Optical microscopy (OM) was among the first techniques applied to study geological materials [1] and is commonly used for rock sample observations. The progress made in sample preparation and the advances reached in the optic field, combined with the invention of the Nicol prism in 1828 and the improved understanding of the polarized light potential [2,3,4,5,6,7,8,9,10], resulted in the widespread use of advanced microscopes (polarized light microscopes), making use of thin slices of rocks (up to 30 μm thick), allowing accurate discrimination of rocks and minerals under Transmitted Light Microscopy (TLM). Growth of this technique resulted in the development of modern petrography devoted to the observation of opaque and non-opaque minerals with the application of increasingly refined techniques and methods for the analysis of morphological and textural features of the rocks, up to modern techniques for modal analysis and advanced techniques for calculating the grain size distribution (GSD) [2,3,4,5,6,7,8,9].
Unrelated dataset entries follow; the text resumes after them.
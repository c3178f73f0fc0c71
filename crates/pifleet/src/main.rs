mod cli;
mod commands;
mod config;
mod error;
mod output;

use clap::Parser;
use tracing_subscriber::EnvFilter;

use crate::cli::{Cli, Command};
use crate::error::CliError;

#[tokio::main]
async fn main() {
    let cli = Cli::parse();

    init_tracing(cli.global.verbose);

    if let Err(err) = run(cli).await {
        let code = err.exit_code();
        eprintln!("{:?}", miette::Report::new(err));
        std::process::exit(code);
    }
}

fn init_tracing(verbosity: u8) {
    let filter = match verbosity {
        0 => "warn",
        1 => "info",
        2 => "debug",
        _ => "trace",
    };

    tracing_subscriber::fmt()
        .with_env_filter(
            EnvFilter::try_from_default_env().unwrap_or_else(|_| EnvFilter::new(filter)),
        )
        .with_target(false)
        .with_writer(std::io::stderr)
        .init();
}

async fn run(cli: Cli) -> Result<(), CliError> {
    let Cli { mut global, command } = cli;

    match command {
        Command::Completions(args) => {
            use clap::CommandFactory;
            use clap_complete::generate;

            let mut cmd = Cli::command();
            generate(args.shell, &mut cmd, "pifleet", &mut std::io::stdout());
            Ok(())
        }

        // Settings commands work without an instance store
        Command::Config(args) => commands::config_cmd::handle(args, &global),

        cmd => {
            let cfg = config::load(&global)?;
            config::resolve_output(&mut global, &cfg);
            let fleet = config::build_fleet(&cfg)?;

            tracing::debug!(verbose = global.verbose, "dispatching command");
            commands::dispatch(cmd, &fleet, &cfg, &global).await
        }
    }
}
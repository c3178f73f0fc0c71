//! CLI error types with miette diagnostics.
//!
//! Maps `CoreError` and `ConfigError` into user-facing errors with help
//! text and process exit codes.

use miette::Diagnostic;
use thiserror::Error;

use pifleet_config::ConfigError;
use pifleet_core::CoreError;

pub mod exit_code {
    pub const GENERAL: i32 = 1;
    pub const USAGE: i32 = 2;
    pub const NOT_FOUND: i32 = 4;
    pub const CONNECTION: i32 = 7;
}

#[derive(Debug, Error, Diagnostic)]
pub enum CliError {
    // ── Connection ───────────────────────────────────────────────────
    #[error("Could not reach the appliance: {message}")]
    #[diagnostic(
        code(pifleet::connection_failed),
        help(
            "Check that the appliance is running and its URL is correct.\n\
             Self-signed certificates need --insecure (-k)."
        )
    )]
    ConnectionFailed { message: String },

    // ── Resources ────────────────────────────────────────────────────
    #[error("{resource_type} '{identifier}' not found")]
    #[diagnostic(
        code(pifleet::not_found),
        help("Run: pifleet {list_command} to see what is available")
    )]
    NotFound {
        resource_type: String,
        identifier: String,
        list_command: String,
    },

    #[error("No reference instance is configured")]
    #[diagnostic(
        code(pifleet::no_reference),
        help("Pick one with: pifleet instances set-reference <ID>")
    )]
    NoReference,

    // ── Appliance / store ────────────────────────────────────────────
    #[error("Appliance error: {message}")]
    #[diagnostic(code(pifleet::api_error))]
    Api { message: String },

    #[error("{message}")]
    #[diagnostic(
        code(pifleet::store),
        help("Check the instance file given by --instances or [store] in the settings.")
    )]
    Store { message: String },

    /// Outcomes were printed; some of them were failures.
    #[error("{failed} of {total} operations failed")]
    #[diagnostic(code(pifleet::action_failed))]
    ActionsFailed { failed: usize, total: usize },

    // ── Validation ───────────────────────────────────────────────────
    #[error("Invalid value for {field}: {reason}")]
    #[diagnostic(code(pifleet::validation))]
    Validation { field: String, reason: String },

    // ── Configuration ────────────────────────────────────────────────
    #[error(transparent)]
    #[diagnostic(
        code(pifleet::config),
        help("Inspect the resolved settings with: pifleet config show")
    )]
    Config(Box<ConfigError>),

    // ── Interactive ──────────────────────────────────────────────────
    #[error("Destructive operation '{action}' requires confirmation")]
    #[diagnostic(
        code(pifleet::confirmation_required),
        help("Use --yes (-y) to skip confirmation in non-interactive contexts.")
    )]
    NonInteractiveRequiresYes { action: String },

    // ── IO / Serialization ───────────────────────────────────────────
    #[error(transparent)]
    Io(#[from] std::io::Error),

    #[error("Failed to render output: {message}")]
    #[diagnostic(code(pifleet::render))]
    Render { message: String },
}

impl CliError {
    /// Map this error to an exit code for process termination.
    pub fn exit_code(&self) -> i32 {
        match self {
            Self::ConnectionFailed { .. } => exit_code::CONNECTION,
            Self::NotFound { .. } | Self::NoReference => exit_code::NOT_FOUND,
            Self::Validation { .. } | Self::NonInteractiveRequiresYes { .. } => exit_code::USAGE,
            _ => exit_code::GENERAL,
        }
    }

    /// Error for a missing instance id.
    pub fn instance_not_found(id: u32) -> Self {
        Self::NotFound {
            resource_type: "instance".into(),
            identifier: id.to_string(),
            list_command: "instances list".into(),
        }
    }
}

// ── Conversions ──────────────────────────────────────────────────────

impl From<CoreError> for CliError {
    fn from(err: CoreError) -> Self {
        match err {
            CoreError::InstanceNotFound { id } => Self::instance_not_found(id),
            CoreError::ReferenceNotFound => Self::NoReference,
            CoreError::Store { message } => Self::Store { message },
            CoreError::Validation { message } => Self::Validation {
                field: "input".into(),
                reason: message,
            },
            CoreError::ConnectionFailed { message } => Self::ConnectionFailed { message },
            CoreError::Api { message, status } => Self::Api {
                message: match status {
                    Some(code) => format!("{message} (HTTP {code})"),
                    None => message,
                },
            },
            CoreError::Config { message } => Self::Validation {
                field: "settings".into(),
                reason: message,
            },
        }
    }
}

impl From<ConfigError> for CliError {
    fn from(err: ConfigError) -> Self {
        match err {
            ConfigError::Validation { field, reason } => Self::Validation { field, reason },
            other => Self::Config(Box::new(other)),
        }
    }
}

#[cfg(test)]
mod tests {
    use super::*;

    #[test]
    fn exit_codes_follow_error_class() {
        assert_eq!(
            CliError::from(CoreError::InstanceNotFound { id: 3 }).exit_code(),
            exit_code::NOT_FOUND
        );
        assert_eq!(
            CliError::from(CoreError::ConnectionFailed {
                message: "refused".into()
            })
            .exit_code(),
            exit_code::CONNECTION
        );
        assert_eq!(
            CliError::from(CoreError::validation("bad url")).exit_code(),
            exit_code::USAGE
        );
        assert_eq!(
            CliError::ActionsFailed { failed: 1, total: 2 }.exit_code(),
            exit_code::GENERAL
        );
    }

    #[test]
    fn api_status_is_kept_in_the_message() {
        let err = CliError::from(CoreError::Api {
            message: "rejected".into(),
            status: Some(400),
        });
        assert_eq!(err.to_string(), "Appliance error: rejected (HTTP 400)");
    }
}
Together with TLM, Reflected Light Microscopy (RLM) on opaque minerals was applied in the second half of the nineteenth century for metal and meteorite studies [10,11,12,13]. Until a few years ago, RLM was the primary technique used to observe and study ore minerals [14,15,16,17,18,19,20], but in the last 20 years, it has been integrated and/or replaced by modern and expensive automated mineralogy (AM) systems, used for both opaque and non-opaque minerals, that take advantage of the analytical potential of the Scanning Electron Microscopy (SEM) combined with Energy Dispersive X-ray Spectroscopy (EDX) [21,22,23,24,25,26,27]. AM Systems, such as QEMSCAN®, MLA, Mineralogic, and TIMA-X [2,28,29,30], allow obtaining very high-resolution micro-photos and use automated image analysis (IA) tools to quantify the mineral phases and obtain statistical information on grain and particle sizes, morphology, texture, liberation degree, etc., by rastering electron beams and X-rays on specimen surfaces [31,32,33]. Accurate mineralogic information is crucial to the mining industry, as it serves to optimize hydro- and pyro-metallurgic processing [34]. Additionally, in recent years, Laser-Induced Breakdown Spectroscopy (LIBS) has had a very rapid development in the field of applied mineralogy [35]. LIBS is a highly accurate atomic spectroscopy technique based on the use of a high-power laser which focuses on a small spot of the sample to generate ionization of a micro-volume of material. The plasma light is thus generated through a spectrometer. The proposed approaches for the use of LIBS in the field of mineralogy can be divided into two main categories: low speed, automatic on a low-speed laser (Hz < 20) [36,37,38,39,40], and high speed, with laser with speeds up to kHz [41,42,43].
Although AM systems are valuable methods in mineral deposit studies, their accuracy and amount of information that can be acquired on a single sample and their use are often limited to a selected number of samples because of their prohibitive costs.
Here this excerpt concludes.